We aimed to establish 10 plants of each seven coexisting species per pot, so we initially sowed 70 seeds per species in each one. Excess emergent seedlings were removed every two days trying to avoid clusters of seedlings to ensure the planned abundance of each species. By this way, we got to reproduce high densities of ephemeral, highly synchronized annual plants i. We watered pots to the soil water-carrying capacity for the first 20 weeks to ensure the establishment of experimental assemblages at the emergence stage mimicking natural field conditions and then commenced the water availability treatments, which were maintained for 19 weeks.
Between February and June, we monitored plant survival per species and per pot summing plants every two weeks, and we recorded the numbers of flowering plants once a week. In addition, for each species and pot we registered the final number of plants that reached the fruiting stage. Generalized linear mixed models GLMMs were employed to analyze the proportion of surviving, flowering, and fruiting plants per species and pot Table 1 ; Appendix 2 and to evaluate the overall proportion of species and plants that survived per pot Table 2 ; Appendix 2.

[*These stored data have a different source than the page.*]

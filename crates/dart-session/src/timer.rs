/// A cancellable deferred action: due once `now` reaches the deadline.
///
/// Arming replaces any pending deadline, so at most one is ever armed.
#[derive(Debug, Clone, Copy, Default, PartialEq)]
pub struct AutoStop {
    deadline: Option<f64>,
}

impl AutoStop {
    pub fn arm(&mut self, at: f64) {
        self.deadline = Some(at);
    }

    pub fn cancel(&mut self) {
        self.deadline = None;
    }

    pub fn deadline(&self) -> Option<f64> {
        self.deadline
    }

    pub fn is_due(&self, now: f64) -> bool {
        matches!(self.deadline, Some(d) if now >= d)
    }
}
#[derive(Debug, Clone, PartialEq, thiserror::Error)]
pub enum ConfigError {
    #[error("{field} must be {constraint}, got {value}")]
    OutOfRange {
        field: &'static str,
        constraint: &'static str,
        value: f64,
    },
    #[error("scoring table needs at least one zone")]
    NoZones,
    #[error("zone '{0}' has an invalid max distance")]
    InvalidZone(String),
}

pub(crate) fn positive(field: &'static str, value: f64) -> Result<f64, ConfigError> {
    if value.is_finite() && value > 0.0 {
        Ok(value)
    } else {
        Err(ConfigError::OutOfRange {
            field,
            constraint: "finite and > 0",
            value,
        })
    }
}

pub(crate) fn non_negative(field: &'static str, value: f64) -> Result<f64, ConfigError> {
    if value.is_finite() && value >= 0.0 {
        Ok(value)
    } else {
        Err(ConfigError::OutOfRange {
            field,
            constraint: "finite and >= 0",
            value,
        })
    }
}

pub(crate) fn unit_interval(field: &'static str, value: f64) -> Result<f64, ConfigError> {
    if value > 0.0 && value <= 1.0 {
        Ok(value)
    } else {
        Err(ConfigError::OutOfRange {
            field,
            constraint: "in (0,
            1]",
            value,
        })
    }
}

We used the irrigation treatment 2 levels: average and drought and the initial phylogenetic diversity 2 levels: high and low PD as fixed factors and we included the interaction term between both. We what are the patterns of a narcissist not consider the sampling moment to model the proportion of fruiting plants, because this variable what is design class diagram explain with example the percentage of the total cumulative number of fruiting plants per species in each pot.
Authors assure that legislation on seed collection has been accomplished. Permission obtained from responsible authority to collect seeds. The annual plant species that formed the experimental assemblages completed their life cycle within 5 months Fig. Plant mortality concentrated between the 2nd and the 3rd month of the experiment since plants died shortly what information would a phylogenetic tree give us fruit maturation.
Flowering started in the first weeks of the experiment and lasted for nearly four months Fig. In particular, in low water conditions, we found that the experimental assemblages formed of distantly related species resulted in more surviving plants per species Table 1Fig. Furthermore, plant survival regardless of species identity was higher in high phylogenetic diversity assemblages under drought conditions Fig.
Consequently, the experimental assemblages with high phylogenetic diversity were less sensitive to drought than the low phylogenetic diversity assemblages in terms of the plant survival, number of coexisting species, and numbers of flowering and fruiting plants in each experimental unit. Black lines represent high phylogenetic diversity PD scenarios and grey lines denote low phylogenetic diversity scenarios. Vertical bars represent the standard error.
Percent of fruiting plants per species and pot see Table 1. Black bars represent high phylogenetic diversity scenarios and grey bars low phylogenetic diversity scenarios. As hypothesized, phylogenetic relatedness among coexisting plants drives community level processes such as survival and reproduction. In particular, we demonstrated the higher resistance of phylogenetically diverse assemblages to drought in terms of plant survival and number of coexisting species over time, and even more, plants not only were able to survive more successfully to drought in phylogenetically diverse assemblages, but also more individuals completed the reproductive stage by setting flowers and fruits.
Overall, these results support the idea that phylogenetic relatedness predicts niche differences among species Hypothesis 1a in Fig.